Como qualquer curso, depende. Tendo a acreditar mais nos cursos de escrita criativa que nos de storytelling. Os primeiros costumam sair de abordagens de quem tem maior contato com estudos de linguagem. Os segundos costumam apostar em fórmulas, em manuais de monomito etc. E por que faz diferença buscar um curso que queira esmiuçar um pouco mais a linguagem? Pra mim, porque dominar a linguagem é dominar a tecnologia e não a técnica. Se eu sei a tecnologia, consigo experimentar diferentes técnicas. Agora, se só aprendo o modelo da jornada do herói, fico achando que narrativa é sempre a jornada do herói.
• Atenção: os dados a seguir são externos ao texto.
use jmodel_classpath::{ClasspathEntry, EntryMode, SourceEncoding};
use jmodel_config::{ConfigError, ModelConfig};
use pretty_assertions::assert_eq;
use tempfile::tempdir;

#[test]
fn classpath_entries_resolve_against_config_dir() {
    let dir = tempdir().unwrap();
    let path = dir.path().join("jmodel.toml");
    std::fs::write(
        &path,
        r#"
builtin_jdk = false

[[classpath]]
path = "src"
mode = "source"
encoding = "ISO-8859-1"

[[classpath]]
path = "/opt/libs/dep.jar"
mode = "binary"

[logging]
level = "debug"
json = true
"#,
    )
    .unwrap();

    let config = ModelConfig::load_from_path(&path).unwrap();
    assert!(!config.builtin_jdk);
    assert_eq!(
        config.classpath,
        vec![
            ClasspathEntry::source(dir.path().join("src")).with_encoding(SourceEncoding::Latin1),
            ClasspathEntry::binary("/opt/libs/dep.jar"),
        ]
    );
    assert_eq!(config.classpath[1].mode, EntryMode::Binary);
    assert_eq!(config.logging.level, "debug");
    assert!(config.logging.json);
}

#[test]
fn unknown_keys_are_reported() {
    let (config, unknown) =
        ModelConfig::load_from_str_with_warnings("colour = \"blue\"\nbuiltin_jdk = false\n")
            .unwrap();
    assert!(!config.builtin_jdk);
    assert_eq!(unknown.len(), 1);
    assert!(unknown[0].ends_with("colour"), "{unknown:?}");
}

#[test]
fn invalid_values_are_toml_errors() {
    let err = ModelConfig::load_from_str_with_warnings(
        "[[classpath]]\npath = \"x\"\nmode = \"source\"\nencoding = \"UTF-16\"\n",
    )
    .unwrap_err();
    assert!(matches!(err, ConfigError::Toml(message) if message.contains("UTF-16")));

    let err = ModelConfig::load_from_path("/definitely/not/here/jmodel.toml").unwrap_err();
    assert!(matches!(err, ConfigError::Io { .. }));
}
Por outro lado, se acontece de eu cair diante de um poema como "Thought", postado por Saroyan (chamo de poema porque ele é tido como poeta), no Instagram; dos paradoxos e autorrefutações do Vautier ou do clássico Red Square, White Letters, do LeWitt, sou obrigado a me haver com uma dimensão do texto (da linguagem) que passa despercebida no uso corriqueiro das palavras. É no contato com essa outra camada que estão as maiores chances da descoberta de um estilo próprio. A linguagem padrão, a narrativa do storytelling, são empobrecedores no sentido de que reforçam o padrão, a redundância, e desencorajam a diferença. E o estilo está na diferença.
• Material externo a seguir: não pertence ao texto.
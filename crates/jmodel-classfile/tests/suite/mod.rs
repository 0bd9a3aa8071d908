mod stubs;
5- Em que medida a cultura digital muda a nossa relação com o texto? Ao seu ver, este contato intenso com o mundo digital influencia nosso estilo de escrita?
Sem dúvida. Adiantei nas questões anteriores. O digital, e todo seu lastro no código, está colocando cada vez mais em evidência o alcance programador do alfabeto. A nossa relação com as interfaces é permanentemente mediada por comandos de texto. Nem sempre estamos atentos a eles, mas, como mencionei no caso do chat do Twitch, aquela interface está programando nosso modo de usar o texto. A ponto de, como também já falei, embaralhar a sequência oralidade-escrita. Tem criança que aprende a mexer no TitTok antes de desenvolver, na fala, relações sintáticas complexas. Quando ela chegar no texto escrito, a poesia vai ser outra. E isso é incrível. Fico pensando se Benjamin escrevesse As passagens hoje. Ele necessariamente precisaria de uma interface intermídia, porque não existiria a possibilidade de deixar de lado os vídeos do YouTube, os rankings do Reddit, os e-mails, as dancinhas do TikTok, os áudios, as figurinhas do WhatsApp e tudo isso que tá escrevendo o nosso tempo. E essa escrita disso que nós somos, desse inconsciente estilo coletivo, vem com a vantagem, se é uma vantagem, de estar sendo armazenada como nunca antes. Se é verdade que esse excesso de texto produz esquecimento, é igualmente verdade que nunca tivemos tanta capacidade técnica de lembrar o que escrevemos (com texto, com cliques, com imagens, sons etc.). Isso terá uma repercussão incalculável sobre a escrita.